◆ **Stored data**
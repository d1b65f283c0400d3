//! JSON ingestion implementation.
//!
//! Supported inputs:
//! - A JSON array of objects: `[{"a":1}, {"a":2}]`
//! - A single JSON object (one row)
//! - Newline-delimited JSON (NDJSON): `{"a":1}\n{"a":2}\n`
//!
//! Columns are the union of keys across rows, in first-seen order. Nested objects are
//! flattened into dot paths (`{"user":{"name":"Ada"}}` becomes column `user.name`).

use std::fs;
use std::path::Path;

use serde_json::{Map, Value};

use crate::error::{ProfilingError, ProfilingResult};
use crate::types::{DataSet, RawValue};

use super::DataSetBuilder;

/// Ingest a JSON or NDJSON file into an in-memory [`DataSet`].
pub fn ingest_json_from_path(path: impl AsRef<Path>) -> ProfilingResult<DataSet> {
    let text = fs::read_to_string(path)?;
    ingest_json_from_str(&text)
}

/// Ingest JSON from an in-memory string into a [`DataSet`].
///
/// Missing keys become [`RawValue::Null`]. Arrays cannot be represented as a single raw value
/// and are rejected with [`ProfilingError::InvalidInput`].
pub fn ingest_json_from_str(input: &str) -> ProfilingResult<DataSet> {
    let trimmed = input.trim();
    if trimmed.is_empty() {
        return Err(ProfilingError::Malformed {
            message: "json input is empty".to_string(),
        });
    }

    // First try parsing as a single JSON value (array or object).
    if let Ok(v) = serde_json::from_str::<Value>(trimmed) {
        match v {
            Value::Array(items) => ingest_json_values(&items),
            Value::Object(_) => ingest_json_values(std::slice::from_ref(&v)),
            _ => Err(ProfilingError::Malformed {
                message: "json must be an object, an array of objects, or NDJSON".to_string(),
            }),
        }
    } else {
        // Fall back to NDJSON.
        let mut values = Vec::new();
        for (i, line) in trimmed.lines().enumerate() {
            let line = line.trim();
            if line.is_empty() {
                continue;
            }
            let v = serde_json::from_str::<Value>(line).map_err(|e| ProfilingError::Malformed {
                message: format!("invalid ndjson at line {}: {}", i + 1, e),
            })?;
            values.push(v);
        }
        ingest_json_values(&values)
    }
}

fn ingest_json_values(values: &[Value]) -> ProfilingResult<DataSet> {
    let mut builder = DataSetBuilder::new();

    for (idx0, v) in values.iter().enumerate() {
        let row_num = idx0 + 1;
        let obj = v.as_object().ok_or_else(|| ProfilingError::Malformed {
            message: format!("row {row_num} is not a json object"),
        })?;
        flatten_into(&mut builder, row_num, None, obj)?;
        builder.end_row();
    }

    tracing::debug!(rows = builder.rows(), "json ingested");
    Ok(builder.finish())
}

fn flatten_into(
    builder: &mut DataSetBuilder,
    row: usize,
    prefix: Option<&str>,
    obj: &Map<String, Value>,
) -> ProfilingResult<()> {
    for (key, v) in obj {
        let path = match prefix {
            Some(p) => format!("{p}.{key}"),
            None => key.clone(),
        };
        match v {
            Value::Object(inner) => flatten_into(builder, row, Some(&path), inner)?,
            Value::Array(_) => {
                return Err(ProfilingError::InvalidInput {
                    row,
                    column: path,
                    message: "arrays are not supported".to_string(),
                });
            }
            scalar => {
                let (value, kind) = convert_json_scalar(scalar);
                builder.push(&path, value, kind);
            }
        }
    }
    Ok(())
}

fn convert_json_scalar(v: &Value) -> (RawValue, &'static str) {
    match v {
        Value::Bool(b) => (RawValue::Boolean(*b), "boolean"),
        Value::Number(n) => {
            let value = match n.as_i64() {
                Some(i) => RawValue::int(i),
                None => n.as_f64().map_or(RawValue::Null, RawValue::float),
            };
            (value, "number")
        }
        Value::String(s) => (RawValue::text(s.as_str()), "string"),
        _ => (RawValue::Null, "null"),
    }
}

#[cfg(test)]
mod tests {
    use super::ingest_json_from_str;
    use crate::types::RawValue;

    #[test]
    fn integral_and_fractional_numbers_stay_distinct() {
        let ds = ingest_json_from_str(r#"[{"n": 3}, {"n": 2.5}, {"n": 1.0}]"#).unwrap();
        assert_eq!(
            ds.columns[0].values,
            vec![RawValue::int(3), RawValue::float(2.5), RawValue::float(1.0)]
        );
    }

    #[test]
    fn single_object_is_one_row() {
        let ds = ingest_json_from_str(r#"{"a": "x", "b": null}"#).unwrap();
        assert_eq!(ds.row_count(), 1);
        assert_eq!(ds.columns[1].values, vec![RawValue::Null]);
        assert_eq!(ds.columns[1].source_type, "null");
    }
}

◆ **EXERCISE**
All of the records must be repeated exactly.

◆ **SOLUTION TO THIS EXERCISE**
repository d1b65f283c0400d3
//! JSON ingestion implementation.
//!
//! Supported inputs:
//! - A JSON array of objects: `[{"a":1}, {"a":2}]`
//! - A single JSON object (one row)
//! - Newline-delimited JSON (NDJSON): `{"a":1}\n{"a":2}\n`
//!
//! Columns are the union of keys across rows, in first-seen order. Nested objects are
//! flattened into dot paths (`{"user":{"name":"Ada"}}` becomes column `user.name`).

use std::fs;
use std::path::Path;

use serde_json::{Map, Value};

use crate::error::{ProfilingError, ProfilingResult};
use crate::types::{DataSet, RawValue};

use super::DataSetBuilder;

/// Ingest a JSON or NDJSON file into an in-memory [`DataSet`].
pub fn ingest_json_from_path(path: impl AsRef<Path>) -> ProfilingResult<DataSet> {
    let text = fs::read_to_string(path)?;
    ingest_json_from_str(&text)
}

/// Ingest JSON from an in-memory string into a [`DataSet`].
///
/// Missing keys become [`RawValue::Null`]. Arrays cannot be represented as a single raw value
/// and are rejected with [`ProfilingError::InvalidInput`].
pub fn ingest_json_from_str(input: &str) -> ProfilingResult<DataSet> {
    let trimmed = input.trim();
    if trimmed.is_empty() {
        return Err(ProfilingError::Malformed {
            message: "json input is empty".to_string(),
        });
    }

    // First try parsing as a single JSON value (array or object).
    if let Ok(v) = serde_json::from_str::<Value>(trimmed) {
        match v {
            Value::Array(items) => ingest_json_values(&items),
            Value::Object(_) => ingest_json_values(std::slice::from_ref(&v)),
            _ => Err(ProfilingError::Malformed {
                message: "json must be an object, an array of objects, or NDJSON".to_string(),
            }),
        }
    } else {
        // Fall back to NDJSON.
        let mut values = Vec::new();
        for (i, line) in trimmed.lines().enumerate() {
            let line = line.trim();
            if line.is_empty() {
                continue;
            }
            let v = serde_json::from_str::<Value>(line).map_err(|e| ProfilingError::Malformed {
                message: format!("invalid ndjson at line {}: {}", i + 1, e),
            })?;
            values.push(v);
        }
        ingest_json_values(&values)
    }
}

fn ingest_json_values(values: &[Value]) -> ProfilingResult<DataSet> {
    let mut builder = DataSetBuilder::new();

    for (idx0, v) in values.iter().enumerate() {
        let row_num = idx0 + 1;
        let obj = v.as_object().ok_or_else(|| ProfilingError::Malformed {
            message: format!("row {row_num} is not a json object"),
        })?;
        flatten_into(&mut builder, row_num, None, obj)?;
        builder.end_row();
    }

    tracing::debug!(rows = builder.rows(), "json ingested");
    Ok(builder.finish())
}

fn flatten_into(
    builder: &mut DataSetBuilder,
    row: usize,
    prefix: Option<&str>,
    obj: &Map<String, Value>,
) -> ProfilingResult<()> {
    for (key, v) in obj {
        let path = match prefix {
            Some(p) => format!("{p}.{key}"),
            None => key.clone(),
        };
        match v {
            Value::Object(inner) => flatten_into(builder, row, Some(&path), inner)?,
            Value::Array(_) => {
                return Err(ProfilingError::InvalidInput {
                    row,
                    column: path,
                    message: "arrays are not supported".to_string(),
                });
            }
            scalar => {
                let (value, kind) = convert_json_scalar(scalar);
                builder.push(&path, value, kind);
            }
        }
    }
    Ok(())
}

fn convert_json_scalar(v: &Value) -> (RawValue, &'static str) {
    match v {
        Value::Bool(b) => (RawValue::Boolean(*b), "boolean"),
        Value::Number(n) => {
            let value = match n.as_i64() {
                Some(i) => RawValue::int(i),
                None => n.as_f64().map_or(RawValue::Null, RawValue::float),
            };
            (value, "number")
        }
        Value::String(s) => (RawValue::text(s.as_str()), "string"),
        _ => (RawValue::Null, "null"),
    }
}

#[cfg(test)]
mod tests {
    use super::ingest_json_from_str;
    use crate::types::RawValue;

    #[test]
    fn integral_and_fractional_numbers_stay_distinct() {
        let ds = ingest_json_from_str(r#"[{"n": 3}, {"n": 2.5}, {"n": 1.0}]"#).unwrap();
        assert_eq!(
            ds.columns[0].values,
            vec![RawValue::int(3), RawValue::float(2.5), RawValue::float(1.0)]
        );
    }

    #[test]
    fn single_object_is_one_row() {
        let ds = ingest_json_from_str(r#"{"a": "x", "b": null}"#).unwrap();
        assert_eq!(ds.row_count(), 1);
        assert_eq!(ds.columns[1].values, vec![RawValue::Null]);
        assert_eq!(ds.columns[1].source_type, "null");
    }
}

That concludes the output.